- XDBC is a holistic, high-performance framework for fast and scalable data transfers across heterogeneous data systems (e.g. DBMS to dataframes) aiming to combine the generality of generic solutions with performance of specialized connectors
- It decomposes data transfer into a configurable pipeline (read -> deserialize -> compress -> send/receive -> decompress -> serialize -> write) with pipeline-parallel execution and ring-buffer memory manager for low resource overhead.
- The core of the framework (xdbc-client and xdbc-server) are written in C++ with bindings available for Python and Spark. It includes built-in adapters to connect to PostgreSQL, CSV, Parquet and Pandas.
- The project includes a lightweight heuristic optimizer implemented in Python that automatically tunes the parallelism, buffer sizes, intermediate formats and compression algorithms to the current environment.
XDBC consists of multiple repositories covering the cross-system functionality.

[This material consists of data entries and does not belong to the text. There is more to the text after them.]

// ABOUTME: Database operations for trainer accounts
// ABOUTME: Handles registration, login lookup, and profile updates
//
// SPDX-License-Identifier: MIT OR Apache-2.0
// Copyright (c) 2025 SmartGains

use chrono::{DateTime, Utc};
use serde::{Deserialize, Serialize};
use sqlx::{sqlite::SqliteRow, Row, SqlitePool};

use crate::errors::{AppError, AppResult};

/// A trainer account
#[derive(Debug, Clone, Serialize, Deserialize)]
pub struct Trainer {
    pub id: i64,
    pub first_name: String,
    pub last_name: String,
    pub email: String,
    /// bcrypt hash, never serialized into responses
    #[serde(skip_serializing)]
    pub password_hash: String,
    pub bio: Option<String>,
    pub specializations: Option<String>,
    pub years_experience: Option<i64>,
    pub created_at: DateTime<Utc>,
    pub updated_at: DateTime<Utc>,
}

/// Request to register a trainer (password already hashed by the caller)
#[derive(Debug, Clone)]
pub struct CreateTrainerRequest {
    pub first_name: String,
    pub last_name: String,
    pub email: String,
    pub password_hash: String,
}

/// Profile fields a trainer can edit after registration
#[derive(Debug, Clone, Default, Deserialize)]
pub struct UpdateTrainerProfileRequest {
    pub bio: Option<String>,
    pub specializations: Option<String>,
    pub years_experience: Option<i64>,
}

/// Trainer database operations manager
pub struct TrainersManager {
    pool: SqlitePool,
}

impl TrainersManager {
    /// Create a new trainers manager
    #[must_use]
    pub const fn new(pool: SqlitePool) -> Self {
        Self { pool }
    }

    /// Create a new trainer account
    ///
    /// # Errors
    ///
    /// Returns `ResourceAlreadyExists` when the email is taken, or a
    /// database error on other failures
    pub async fn create(&self, request: &CreateTrainerRequest) -> AppResult<Trainer> {
        let now = Utc::now();

        let result = sqlx::query(
            r"
            INSERT INTO trainers (first_name, last_name, email, password_hash, created_at, updated_at)
            VALUES ($1, $2, $3, $4, $5, $5)
            ",
        )
        .bind(&request.first_name)
        .bind(&request.last_name)
        .bind(&request.email)
        .bind(&request.password_hash)
        .bind(now.to_rfc3339())
        .execute(&self.pool)
        .await
        .map_err(|e| {
            if e.as_database_error().is_some_and(|db| db.is_unique_violation()) {
                AppError::already_exists(format!("Trainer with email {}", request.email))
            } else {
                AppError::database(format!("Failed to create trainer: {e}"))
            }
        })?;

        Ok(Trainer {
            id: result.last_insert_rowid(),
            first_name: request.first_name.clone(),
            last_name: request.last_name.clone(),
            email: request.email.clone(),
            password_hash: request.password_hash.clone(),
            bio: None,
            specializations: None,
            years_experience: None,
            created_at: now,
            updated_at: now,
        })
    }

    /// Get a trainer by id
    ///
    /// # Errors
    ///
    /// Returns an error if the database operation fails
    pub async fn get(&self, trainer_id: i64) -> AppResult<Option<Trainer>> {
        let row = sqlx::query("SELECT * FROM trainers WHERE id = $1")
            .bind(trainer_id)
            .fetch_optional(&self.pool)
            .await
            .map_err(|e| AppError::database(format!("Failed to get trainer: {e}")))?;

        row.map(|r| row_to_trainer(&r)).transpose()
    }

    /// Get a trainer by email (login lookup)
    ///
    /// # Errors
    ///
    /// Returns an error if the database operation fails
    pub async fn get_by_email(&self, email: &str) -> AppResult<Option<Trainer>> {
        let row = sqlx::query("SELECT * FROM trainers WHERE email = $1")
            .bind(email)
            .fetch_optional(&self.pool)
            .await
            .map_err(|e| AppError::database(format!("Failed to get trainer by email: {e}")))?;

        row.map(|r| row_to_trainer(&r)).transpose()
    }

    /// Update a trainer's profile fields
    ///
    /// # Errors
    ///
    /// Returns an error if the database operation fails
    pub async fn update_profile(
        &self,
        trainer_id: i64,
        request: &UpdateTrainerProfileRequest,
    ) -> AppResult<Option<Trainer>> {
        let Some(existing) = self.get(trainer_id).await? else {
            return Ok(None);
        };

        let bio = request.bio.clone().or(existing.bio);
        let specializations = request.specializations.clone().or(existing.specializations);
        let years_experience = request.years_experience.or(existing.years_experience);

        let result = sqlx::query(
            r"
            UPDATE trainers
            SET bio = $1, specializations = $2, years_experience = $3, updated_at = $4
            WHERE id = $5
            ",
        )
        .bind(&bio)
        .bind(&specializations)
        .bind(years_experience)
        .bind(Utc::now().to_rfc3339())
        .bind(trainer_id)
        .execute(&self.pool)
        .await
        .map_err(|e| AppError::database(format!("Failed to update trainer profile: {e}")))?;

        if result.rows_affected() == 0 {
            return Ok(None);
        }

        self.get(trainer_id).await
    }
}

/// Convert a database row to a `Trainer`
fn row_to_trainer(row: &SqliteRow) -> AppResult<Trainer> {
    let created_at: String = row.get("created_at");
    let updated_at: String = row.get("updated_at");

    Ok(Trainer {
        id: row.get("id"),
        first_name: row.get("first_name"),
        last_name: row.get("last_name"),
        email: row.get("email"),
        password_hash: row.get("password_hash"),
        bio: row.get("bio"),
        specializations: row.get("specializations"),
        years_experience: row.get("years_experience"),
        created_at: parse_timestamp(&created_at)?,
        updated_at: parse_timestamp(&updated_at)?,
    })
}

/// Parse a stored RFC 3339 timestamp
pub(crate) fn parse_timestamp(raw: &str) -> AppResult<DateTime<Utc>> {
    DateTime::parse_from_rfc3339(raw)
        .map(|dt| dt.with_timezone(&Utc))
        .map_err(|e| AppError::internal(format!("Invalid datetime: {e}")))
}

For the reproducibility experiments the following repositories will be cloned and used :
xdbc-client
Client-side module, for loading data into the target system.xdbc-server
Server-side module, for extracting the data from the source system.xdbc-python
Python bindings for loading data into Pandas (through pybind).xdbc-spark
Spark bindings, for loading data into a Spark RDD (through a custom DataSource with JNI).pg_xdbc_fdw
PostgreSQL Foreign Data Wrapper, for loading data into a table.